How well do you think these conclusions address the title or question? Answering these questions should help you find out.

  1. Do they use key words from the title or question?
  2. Do they answer the question directly?
  3. Can you work out the question or title just by reading the conclusion?
  • "Discuss and evaluate the proposition that perfect competition is a more efficient market structure than monopoly."

    "Consequently the statement of perfect competition being more efficient than monopoly is not entirely true. In conclusion, although perfect competition is more economically and productively efficient than monopoly, monopolies have dynamical advantages. Monopolies can exploit economies of scale and economies of scopes which in theory would lower cost. Also perfect competition doesn't include externalities in which case it wouldn't be efficient. Even though it is almost impossible to have a pure monopoly or a pure perfect competition market structure in an economy, perfect competition seems to have an advantage regarding static efficiency over monopoly. The question now is whether a perfect competition market model is more desirable over a monopoly market model. Economics Essay By: Santiago Caicedo 10-5 Topic: Perfect competition and Monopoly. Research question: "Discuss and evaluate the proposition that perfect competition is a more efficient market structure than monopoly". 1 ROY J. RUFFIN, PAUL R. GREGORY, "Principles of Economics" Chapter 30 pg.563 Fifth Edition 2 ROY J. RUFFIN, PAUL R. GREGORY, "Principles of Economics" Chapter 30 pg.566 Fifth Edition 3 ROY J. RUFFIN, PAUL R. GREGORY, "Principles of Economics" Chapter 30 pg.610 Fifth Edition 4 ANNE KRUEGER, "The Political Economy of the Rent-Seeking Society." American Economic Review 64 (June 1974). 5 HARVEY LEIBENSTEIN, "Allocative Efficiency vs X-Inefficiency", American Economic Review56(June 1966)"

  • Discuss the view that monopoly power is always negative from a consumer and economic view point.

    "Overall, there are many negative impacts of monopoly power; however, there are also benefits, both to the consumer and from an economic view. We can definitely reach the conclusion that monopoly power is not always negative as there are advantages. However, overall, the disadvantages do overpower the advantages of monopoly power when considering the view economically or form the consumers' view"

  • What are the implications for economic welfare of a market structure changing from perfect competition to a monopoly charging a single price? To what extent would you modify your conclusion if the monopoly practiced price discrimination?
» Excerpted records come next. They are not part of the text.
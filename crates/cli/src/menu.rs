//! Interactive main and settings menus.

use crate::display;
use crate::prompt::{is_input_closed, Prompter};
use anyhow::Result;
use chrono::{DateTime, Local};
use providers::{ProviderError, ProviderRegistry};
use scraper_core::export::Exporter;
use scraper_core::fetch::fetch_keywords;
use scraper_core::filter::FilterOptions;
use scraper_core::notify::{DesktopNotifier, Notifier};
use scraper_core::{ExportFormat, KeywordList, Provider, ScraperError, Settings, SettingsStore};
use std::io::{BufRead, Write};
use tracing::warn;

const RETURN_PROMPT: &str = "\nPress Enter to return to the menu...";

#[derive(Debug, Clone, Copy, PartialEq, Eq)]
enum Flow {
    Continue,
    Exit,
}

/// One interactive run: current settings, the fetched keyword list and the
/// terminal it talks to.
pub struct Session<R, W> {
    prompt: Prompter<R, W>,
    store: SettingsStore,
    settings: Settings,
    registry: ProviderRegistry,
    notifier: Box<dyn Notifier>,
    started_at: DateTime<Local>,
    keyword: Option<String>,
    keywords: KeywordList,
}

impl<R: BufRead, W: Write> Session<R, W> {
    pub fn new(input: R, out: W, store: SettingsStore, settings: Settings) -> Self {
        Self {
            prompt: Prompter::new(input, out),
            store,
            settings,
            registry: ProviderRegistry::with_defaults(),
            notifier: Box::new(DesktopNotifier),
            started_at: Local::now(),
            keyword: None,
            keywords: KeywordList::default(),
        }
    }

    pub fn with_registry(mut self, registry: ProviderRegistry) -> Self {
        self.registry = registry;
        self
    }

    pub fn with_notifier(mut self, notifier: Box<dyn Notifier>) -> Self {
        self.notifier = notifier;
        self
    }

    pub fn with_started_at(mut self, started_at: DateTime<Local>) -> Self {
        self.started_at = started_at;
        self
    }

    pub fn settings(&self) -> &Settings {
        &self.settings
    }

    pub fn keyword(&self) -> Option<&str> {
        self.keyword.as_deref()
    }

    pub fn keywords(&self) -> &KeywordList {
        &self.keywords
    }

    pub fn into_output(self) -> W {
        self.prompt.into_output()
    }

    /// Runs the main menu until the user picks Exit or input ends.
    pub async fn run(&mut self) -> Result<()> {
        self.prompt.say("Welcome to Keyword Scraper!")?;
        loop {
            match self.main_menu().await {
                Ok(Flow::Continue) => {}
                Ok(Flow::Exit) => break,
                Err(e) if is_input_closed(&e) => break,
                Err(e) => return Err(e),
            }
        }
        self.prompt.say("Goodbye!")?;
        Ok(())
    }

    async fn main_menu(&mut self) -> Result<Flow> {
        self.prompt.say("")?;
        self.prompt.say("==== Keyword Scraper Main Menu ====")?;
        self.prompt.say("1. Enter a new keyword to scrape")?;
        self.prompt.say("2. Display related keywords")?;
        self.prompt.say("3. Export keywords to a file")?;
        self.prompt.say("4. Filter keywords")?;
        self.prompt.say("5. Settings")?;
        self.prompt.say("6. Exit")?;
        let choice = self
            .prompt
            .ask_choice("Choose an option", &["1", "2", "3", "4", "5", "6"])?;

        match choice.as_str() {
            "1" => {
                let keyword = self.prompt.ask("Enter the keyword")?;
                self.fetch(keyword).await?;
            }
            "2" => {
                self.display()?;
                self.prompt.pause(RETURN_PROMPT)?;
            }
            "3" => {
                self.export()?;
                self.prompt.pause(RETURN_PROMPT)?;
            }
            "4" => {
                self.filter()?;
                self.prompt.pause(RETURN_PROMPT)?;
            }
            "5" => {
                self.settings_menu()?;
                self.prompt.pause(RETURN_PROMPT)?;
            }
            _ => return Ok(Flow::Exit),
        }
        Ok(Flow::Continue)
    }

    async fn fetch(&mut self, keyword: String) -> Result<()> {
        self.prompt.say("Fetching related keywords...")?;
        let result = fetch_keywords(
            &self.registry,
            &self.settings,
            &*self.notifier,
            &keyword,
        )
        .await;
        self.keyword = Some(keyword);
        match result {
            Ok(list) => {
                self.keywords = list;
                self.prompt.say(format!(
                    "Related keywords successfully fetched! ({} found)",
                    self.keywords.len()
                ))?;
            }
            Err(ScraperError::Provider(e @ ProviderError::Transport(_))) => {
                warn!(error = %e, "fetch failed");
                self.prompt.say(format!(
                    "Network error occurred while fetching keywords: {e}"
                ))?;
            }
            Err(e) => self.report(&e)?,
        }
        Ok(())
    }

    fn display(&mut self) -> Result<()> {
        if self.keywords.is_empty() {
            self.prompt.say("No related keywords found.")?;
            return Ok(());
        }
        for line in display::table_header(&self.keywords) {
            self.prompt.say(line)?;
        }
        let rows = display::table_rows(&self.keywords);
        let total = rows.len();
        for (i, row) in rows.into_iter().enumerate() {
            self.prompt.say(row)?;
            let shown = i + 1;
            if shown % display::PAGE_SIZE == 0 && shown < total {
                self.prompt
                    .pause(&format!("-- {shown}/{total} shown, press Enter for more --"))?;
            }
        }
        Ok(())
    }

    fn export(&mut self) -> Result<()> {
        if self.keywords.is_empty() {
            self.prompt
                .say("No keywords to export. Please fetch keywords first.")?;
            return Ok(());
        }
        let formats: Vec<&str> = ExportFormat::ALL.iter().map(|f| f.extension()).collect();
        let format = self.prompt.ask_choice("Choose file format", &formats)?;
        let exporter = Exporter::new(&self.settings.result_path, self.started_at);
        match exporter.export(self.keywords.as_slice(), None, &format) {
            Ok(path) => self.prompt.say(format!(
                "Keywords successfully exported to {}",
                path.display()
            ))?,
            Err(e) => self.report(&e)?,
        }
        Ok(())
    }

    fn filter(&mut self) -> Result<()> {
        if self.settings.remove_spaces.is_none() {
            let answer = self.prompt.ask_yes_no("Remove spaces from keywords?")?;
            self.update(self.settings.clone().with_remove_spaces(answer))?;
        }
        if self.settings.sort_keywords.is_none() {
            let answer = self.prompt.ask_yes_no("Sort keywords by length?")?;
            self.update(self.settings.clone().with_sort_keywords(answer))?;
        }
        // Only unset when a save above failed and was already reported.
        let Some(opts) = FilterOptions::from_settings(&self.settings) else {
            return Ok(());
        };
        self.keywords = opts.apply(&self.keywords);
        self.prompt.say(opts.describe())?;
        Ok(())
    }

    fn settings_menu(&mut self) -> Result<()> {
        loop {
            let s = &self.settings;
            let lines = [
                String::new(),
                "Settings Menu".to_string(),
                format!(
                    "1. Scraping Level: {} (1: Basic, 2: Moderate, 3: Extensive)",
                    s.scraping_level
                ),
                format!("2. Minimum Keyword Length: {}", s.min_keyword_length),
                format!(
                    "3. Notification Alert: {}",
                    if s.notification_alert { "Enabled" } else { "Disabled" }
                ),
                format!("4. API Source: {} (google, bing)", s.api_source),
                format!("5. Result Path: {} (default: results)", s.result_path),
                "6. Back to Main Menu".to_string(),
            ];
            for line in lines {
                self.prompt.say(line)?;
            }
            let choice = self
                .prompt
                .ask_choice("Choose a setting to modify", &["1", "2", "3", "4", "5", "6"])?;

            match choice.as_str() {
                "1" => {
                    let level = self.prompt.ask_choice(
                        "Enter scraping level (1: Basic, 2: Moderate, 3: Extensive)",
                        &["1", "2", "3"],
                    )?;
                    let level: i64 = level.parse()?;
                    if self.update(self.settings.clone().with_scraping_level(level))? {
                        self.prompt.say(format!("Scraping level set to {level}"))?;
                    }
                }
                "2" => {
                    let current = self.settings.min_keyword_length;
                    let n = self.prompt.ask_i64("Enter minimum keyword length", current)?;
                    if self.update(self.settings.clone().with_min_keyword_length(n))? {
                        self.prompt
                            .say(format!("Minimum keyword length set to {n}"))?;
                    }
                }
                "3" => {
                    let on = self.prompt.ask_yes_no("Enable notification alert?")?;
                    if self.update(self.settings.clone().with_notification_alert(on))? {
                        let state = if on { "enabled" } else { "disabled" };
                        self.prompt.say(format!("Notification alert {state}"))?;
                    }
                }
                "4" => {
                    let names: Vec<&str> = Provider::ALL.iter().map(|p| p.as_str()).collect();
                    let source = self.prompt.ask_choice("Choose API source", &names)?;
                    if self.update(self.settings.clone().with_api_source(source.as_str()))? {
                        self.prompt.say(format!("API source set to {source}"))?;
                    }
                }
                "5" => {
                    let current = self.settings.result_path.clone();
                    let path = self.prompt.ask_with_default("Enter the result path", &current)?;
                    if self.update(self.settings.clone().with_result_path(path.as_str()))? {
                        self.prompt.say(format!("Result path set to {path}"))?;
                    }
                }
                _ => return Ok(()),
            }
        }
    }

    /// Persists `next` and swaps it in. On a failed save the previous
    /// settings stay active and the error is shown; returns whether it saved.
    fn update(&mut self, next: Settings) -> Result<bool> {
        match self.store.save(&next) {
            Ok(()) => {
                self.settings = next;
                Ok(true)
            }
            Err(e) => {
                self.report(&e)?;
                Ok(false)
            }
        }
    }

    fn report(&mut self, err: &ScraperError) -> Result<()> {
        warn!(error = %err, "operation failed");
        self.prompt.say(format!("An error occurred: {err}"))?;
        Ok(())
    }
}
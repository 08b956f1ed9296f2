use anyhow::{Context, Result};
use scraper_cli::menu::Session;
use scraper_core::SettingsStore;

#[tokio::main]
async fn main() -> Result<()> {
    tracing_subscriber::fmt()
        .with_max_level(tracing::Level::WARN)
        .with_writer(std::io::stderr)
        .init();

    let store = SettingsStore::default_location();
    let settings = store
        .load()
        .with_context(|| format!("failed to load settings from {}", store.path().display()))?;

    let stdin = std::io::stdin();
    let stdout = std::io::stdout();
    let mut session = Session::new(stdin.lock(), stdout.lock(), store, settings);
    session.run().await
}
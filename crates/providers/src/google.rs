use crate::{get_suggestions, ProviderError, SuggestionProvider};
use reqwest::Client;
use tracing::debug;

pub const GOOGLE_SUGGEST_URL: &str = "http://suggestqueries.google.com";

#[derive(Clone)]
pub struct GoogleProvider {
    client: Client,
    base_url: String,
}

impl GoogleProvider {
    pub fn new(base_url: impl Into<String>) -> Self {
        Self {
            client: Client::new(),
            base_url: base_url.into(),
        }
    }
}

impl Default for GoogleProvider {
    fn default() -> Self {
        Self::new(GOOGLE_SUGGEST_URL)
    }
}

#[async_trait::async_trait]
impl SuggestionProvider for GoogleProvider {
    async fn suggest(&self, keyword: &str) -> Result<Vec<String>, ProviderError> {
        let url = format!("{}/complete/search", self.base_url);
        debug!(%url, keyword, "google suggest");
        get_suggestions(&self.client, &url, &[("client", "firefox"), ("q", keyword)]).await
    }
}
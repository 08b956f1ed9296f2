//! Search-suggestion providers.
//!
//! Every provider answers the same OpenSearch-style payload: a JSON array
//! whose second element is the list of suggestion strings.

use std::collections::HashMap;
use std::sync::Arc;
use thiserror::Error;

pub mod bing;
pub mod fixed;
pub mod google;

pub use bing::BingProvider;
pub use fixed::FixedProvider;
pub use google::GoogleProvider;

/// Browser-like headers sent with every suggestion request.
pub const BROWSER_HEADERS: [(&str, &str); 3] = [
    (
        "User-Agent",
        "Mozilla/5.0 (Windows NT 10.0; Win64; x64) AppleWebKit/537.36 (KHTML, like Gecko) Chrome/91.0.4472.124 Safari/537.36",
    ),
    ("Accept-Language", "en-US,en;q=0.9"),
    ("Accept", "application/json"),
];

#[derive(Debug, Error)]
pub enum ProviderError {
    #[error("network error: {0}")]
    Transport(String),
    #[error("request failed with status {status}: {body}")]
    Status { status: u16, body: String },
    #[error("unexpected response format: {0}")]
    UnexpectedShape(String),
    #[error("unknown provider: {0}")]
    UnknownProvider(String),
}

#[async_trait::async_trait]
pub trait SuggestionProvider: Send + Sync {
    async fn suggest(&self, keyword: &str) -> Result<Vec<String>, ProviderError>;
}

/// Extracts the suggestion list from a provider response body.
///
/// The body must be a JSON array with at least two elements, the second
/// being an array of strings. Anything else is a shape error.
pub fn parse_suggestions(body: &str) -> Result<Vec<String>, ProviderError> {
    let value: serde_json::Value = serde_json::from_str(body)
        .map_err(|e| ProviderError::UnexpectedShape(format!("invalid JSON: {e}")))?;
    let outer = value
        .as_array()
        .ok_or_else(|| ProviderError::UnexpectedShape("response is not an array".into()))?;
    if outer.len() < 2 {
        return Err(ProviderError::UnexpectedShape(format!(
            "expected at least 2 elements, got {}",
            outer.len()
        )));
    }
    let inner = outer[1].as_array().ok_or_else(|| {
        ProviderError::UnexpectedShape("second element is not a list".into())
    })?;
    inner
        .iter()
        .map(|v| {
            v.as_str().map(str::to_string).ok_or_else(|| {
                ProviderError::UnexpectedShape(format!("suggestion is not a string: {v}"))
            })
        })
        .collect()
}

/// Shared GET-and-parse used by the HTTP providers.
pub(crate) async fn get_suggestions(
    client: &reqwest::Client,
    url: &str,
    query: &[(&str, &str)],
) -> Result<Vec<String>, ProviderError> {
    let mut builder = client.get(url).query(query);
    for (name, value) in BROWSER_HEADERS {
        builder = builder.header(name, value);
    }
    let resp = builder
        .send()
        .await
        .map_err(|e| ProviderError::Transport(e.to_string()))?;
    if !resp.status().is_success() {
        let status = resp.status();
        let body = resp
            .bytes()
            .await
            .unwrap_or(bytes::Bytes::from_static(b""));
        return Err(ProviderError::Status {
            status: status.as_u16(),
            body: String::from_utf8_lossy(&body).into_owned(),
        });
    }
    let text = resp
        .text()
        .await
        .map_err(|e| ProviderError::Transport(e.to_string()))?;
    parse_suggestions(&text)
}

#[derive(Default, Clone)]
pub struct ProviderRegistry {
    providers: HashMap<String, Arc<dyn SuggestionProvider>>,
}

impl ProviderRegistry {
    pub fn new() -> Self {
        Self::default()
    }

    /// Registry with the public google and bing endpoints.
    pub fn with_defaults() -> Self {
        Self::new()
            .with_provider("google", Arc::new(GoogleProvider::default()))
            .with_provider("bing", Arc::new(BingProvider::default()))
    }

    pub fn with_provider(mut self, name: &str, provider: Arc<dyn SuggestionProvider>) -> Self {
        self.providers.insert(name.to_string(), provider);
        self
    }

    pub fn get(&self, name: &str) -> Result<Arc<dyn SuggestionProvider>, ProviderError> {
        self.providers
            .get(name)
            .cloned()
            .ok_or_else(|| ProviderError::UnknownProvider(name.to_string()))
    }

    pub fn names(&self) -> Vec<String> {
        let mut names: Vec<String> = self.providers.keys().cloned().collect();
        names.sort();
        names
    }
}
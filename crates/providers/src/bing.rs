use crate::{get_suggestions, ProviderError, SuggestionProvider};
use reqwest::Client;
use tracing::debug;

pub const BING_SUGGEST_URL: &str = "https://api.bing.com";

#[derive(Clone)]
pub struct BingProvider {
    client: Client,
    base_url: String,
}

impl BingProvider {
    pub fn new(base_url: impl Into<String>) -> Self {
        Self {
            client: Client::new(),
            base_url: base_url.into(),
        }
    }
}

impl Default for BingProvider {
    fn default() -> Self {
        Self::new(BING_SUGGEST_URL)
    }
}

#[async_trait::async_trait]
impl SuggestionProvider for BingProvider {
    async fn suggest(&self, keyword: &str) -> Result<Vec<String>, ProviderError> {
        let url = format!("{}/osjson.aspx", self.base_url);
        debug!(%url, keyword, "bing suggest");
        get_suggestions(&self.client, &url, &[("query", keyword)]).await
    }
}
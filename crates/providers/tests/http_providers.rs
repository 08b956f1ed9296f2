use mockito::Matcher;
use providers::{BingProvider, GoogleProvider, ProviderError, SuggestionProvider};

#[tokio::test]
async fn google_sends_firefox_client_and_browser_headers() {
    let mut server = mockito::Server::new_async().await;
    let mock = server
        .mock("GET", "/complete/search")
        .match_query(Matcher::AllOf(vec![
            Matcher::UrlEncoded("client".into(), "firefox".into()),
            Matcher::UrlEncoded("q".into(), "rust lang".into()),
        ]))
        .match_header("accept", "application/json")
        .match_header("accept-language", "en-US,en;q=0.9")
        .match_header("user-agent", Matcher::Regex("Chrome/91\\.0\\.4472\\.124".into()))
        .with_status(200)
        .with_header("content-type", "application/json")
        .with_body(r#"["rust lang",["rust language","rust lang book"]]"#)
        .create_async()
        .await;

    let provider = GoogleProvider::new(server.url());
    let out = provider.suggest("rust lang").await.unwrap();
    assert_eq!(out, vec!["rust language", "rust lang book"]);
    mock.assert_async().await;
}

#[tokio::test]
async fn bing_uses_osjson_endpoint() {
    let mut server = mockito::Server::new_async().await;
    let mock = server
        .mock("GET", "/osjson.aspx")
        .match_query(Matcher::UrlEncoded("query".into(), "coffee".into()))
        .with_status(200)
        .with_body(r#"["coffee",["coffee shop","coffee maker"],[],[]]"#)
        .create_async()
        .await;

    let provider = BingProvider::new(server.url());
    let out = provider.suggest("coffee").await.unwrap();
    assert_eq!(out, vec!["coffee shop", "coffee maker"]);
    mock.assert_async().await;
}

#[tokio::test]
async fn non_success_status_is_reported() {
    let mut server = mockito::Server::new_async().await;
    let _mock = server
        .mock("GET", "/complete/search")
        .match_query(Matcher::Any)
        .with_status(503)
        .with_body("unavailable")
        .create_async()
        .await;

    let provider = GoogleProvider::new(server.url());
    match provider.suggest("x").await {
        Err(ProviderError::Status { status, body }) => {
            assert_eq!(status, 503);
            assert_eq!(body, "unavailable");
        }
        other => panic!("expected status error, got {other:?}"),
    }
}

#[tokio::test]
async fn wrong_shape_is_reported() {
    let mut server = mockito::Server::new_async().await;
    let _mock = server
        .mock("GET", "/complete/search")
        .match_query(Matcher::Any)
        .with_status(200)
        .with_body(r#"["seed","not-a-list"]"#)
        .create_async()
        .await;

    let provider = GoogleProvider::new(server.url());
    let err = provider.suggest("seed").await.unwrap_err();
    assert!(matches!(err, ProviderError::UnexpectedShape(_)));
}

#[tokio::test]
async fn unreachable_host_is_a_transport_error() {
    let provider = GoogleProvider::new("http://127.0.0.1:1");
    let err = provider.suggest("x").await.unwrap_err();
    assert!(matches!(err, ProviderError::Transport(_)));
}
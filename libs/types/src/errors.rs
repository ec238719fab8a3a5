//! Error types for tick validation and granularity configuration
//!
//! Storage and ingest errors live with the engine; this module only holds
//! the failures that can be detected from the records themselves.

use thiserror::Error;

/// A tick failed validation and must not reach any store.
#[derive(Error, Debug, Clone, PartialEq, Eq)]
pub enum TickError {
    #[error("Missing field: {0}")]
    MissingField(&'static str),

    #[error("Invalid instrument code: {0:?}")]
    InvalidCode(String),

    #[error("Invalid timestamp: {0}")]
    InvalidTimestamp(i64),

    #[error("Malformed formatted timestamp: {0:?}")]
    MalformedTime(String),

    #[error("Formatted timestamp {time:?} does not match epoch {timestamp}")]
    TimeMismatch { time: String, timestamp: i64 },

    #[error("Negative {field}: {value}")]
    Negative { field: &'static str, value: String },
}

/// A configured granularity value is not one of the supported periods.
#[derive(Error, Debug, Clone, PartialEq, Eq)]
#[error("Unsupported granularity: {value:?}")]
pub struct GranularityError {
    pub value: String,
}

impl GranularityError {
    pub fn new(value: impl Into<String>) -> Self {
        Self {
            value: value.into(),
        }
    }
}

#[cfg(test)]
mod tests {
    use super::*;

    #[test]
    fn test_tick_error_display() {
        let err = TickError::MissingField("code");
        assert_eq!(err.to_string(), "Missing field: code");
    }

    #[test]
    fn test_time_mismatch_display() {
        let err = TickError::TimeMismatch {
            time: "2023-11-14 22:13:20".to_string(),
            timestamp: 1,
        };
        assert!(err.to_string().contains("2023-11-14 22:13:20"));
        assert!(err.to_string().contains("epoch 1"));
    }

    #[test]
    fn test_granularity_error_display() {
        let err = GranularityError::new("3");
        assert_eq!(err.to_string(), "Unsupported granularity: \"3\"");
    }
}
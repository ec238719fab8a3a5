//! Fixed-precision helpers for quote prices
//!
//! Uses rust_decimal for deterministic arithmetic (no floating-point errors).
//! Rounding to an instrument's price precision is HALF_UP.

use rust_decimal::{Decimal, RoundingStrategy};

/// Largest precision rust_decimal can represent.
pub const MAX_DIGITS: u32 = 28;

/// Round a price to `digits` decimal places, HALF_UP.
pub fn round_price(price: Decimal, digits: u32) -> Decimal {
    price.round_dp_with_strategy(digits.min(MAX_DIGITS), RoundingStrategy::MidpointAwayFromZero)
}

/// Largest of the given values, or zero for an empty slice.
pub fn max_of(values: &[Decimal]) -> Decimal {
    values.iter().copied().max().unwrap_or(Decimal::ZERO)
}

/// Smallest of the given values, or zero for an empty slice.
pub fn min_of(values: &[Decimal]) -> Decimal {
    values.iter().copied().min().unwrap_or(Decimal::ZERO)
}


// ── Property-Based Tests ────────────────────────────────────────────
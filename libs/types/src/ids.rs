//! Identifier types for traded instruments
//!
//! Futures contracts are identified by their exchange code (e.g. `"rb2405"`,
//! `"CL"`). Codes are opaque; only emptiness and whitespace are rejected.

use serde::{Deserialize, Deserializer, Serialize};
use std::fmt;

use crate::errors::TickError;

/// Instrument identifier (futures contract code)
#[derive(Debug, Clone, PartialEq, Eq, Hash, PartialOrd, Ord, Serialize)]
#[serde(transparent)]
pub struct InstrumentCode(String);

impl InstrumentCode {
    /// Create a new InstrumentCode
    ///
    /// # Panics
    /// Panics if the code is empty or contains whitespace
    pub fn new(code: impl Into<String>) -> Self {
        match Self::try_new(code) {
            Ok(code) => code,
            Err(err) => panic!("{err}"),
        }
    }

    /// Try to create an InstrumentCode, rejecting empty or whitespace codes
    pub fn try_new(code: impl Into<String>) -> Result<Self, TickError> {
        let s = code.into();
        if s.is_empty() || s.chars().any(char::is_whitespace) {
            return Err(TickError::InvalidCode(s));
        }
        Ok(Self(s))
    }

    /// Get the code string
    pub fn as_str(&self) -> &str {
        &self.0
    }
}

impl<'de> Deserialize<'de> for InstrumentCode {
    fn deserialize<D: Deserializer<'de>>(deserializer: D) -> Result<Self, D::Error> {
        let s = String::deserialize(deserializer)?;
        Self::try_new(s).map_err(serde::de::Error::custom)
    }
}

impl fmt::Display for InstrumentCode {
    fn fmt(&self, f: &mut fmt::Formatter<'_>) -> fmt::Result {
        write!(f, "{}", self.0)
    }
}

impl TryFrom<&str> for InstrumentCode {
    type Error = TickError;

    fn try_from(s: &str) -> Result<Self, Self::Error> {
        Self::try_new(s)
    }
}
    "In conclusion, perfect competition results in allocative and productive efficiency. When market structure changing from perfect competition to monopoly charging a single price, there is a deadweight loss to the society. The resources are not used efficiently. Meanwhile, there is redistribution from consumers to the monopoly producer. Moreover, the monopoly leads productive inefficiency because of lack of pressure. But on the other hand, monopoly has the incentive to innovation. It may benefit from the economies of scale. From these standpoints, monopoly is more efficient than we thought. If monopoly practices price discrimination, the economic welfare will increase up to the total surplus in the perfect competition. The price discrimination increases the efficiency of monopoly. "The more perfectly the monopoly can price discriminate, the closer its output gets to the competitive output and the more efficient is the outcome." (Economics, fifth edition, Michael P) However, there is a transfer of surplus from consumer to producer."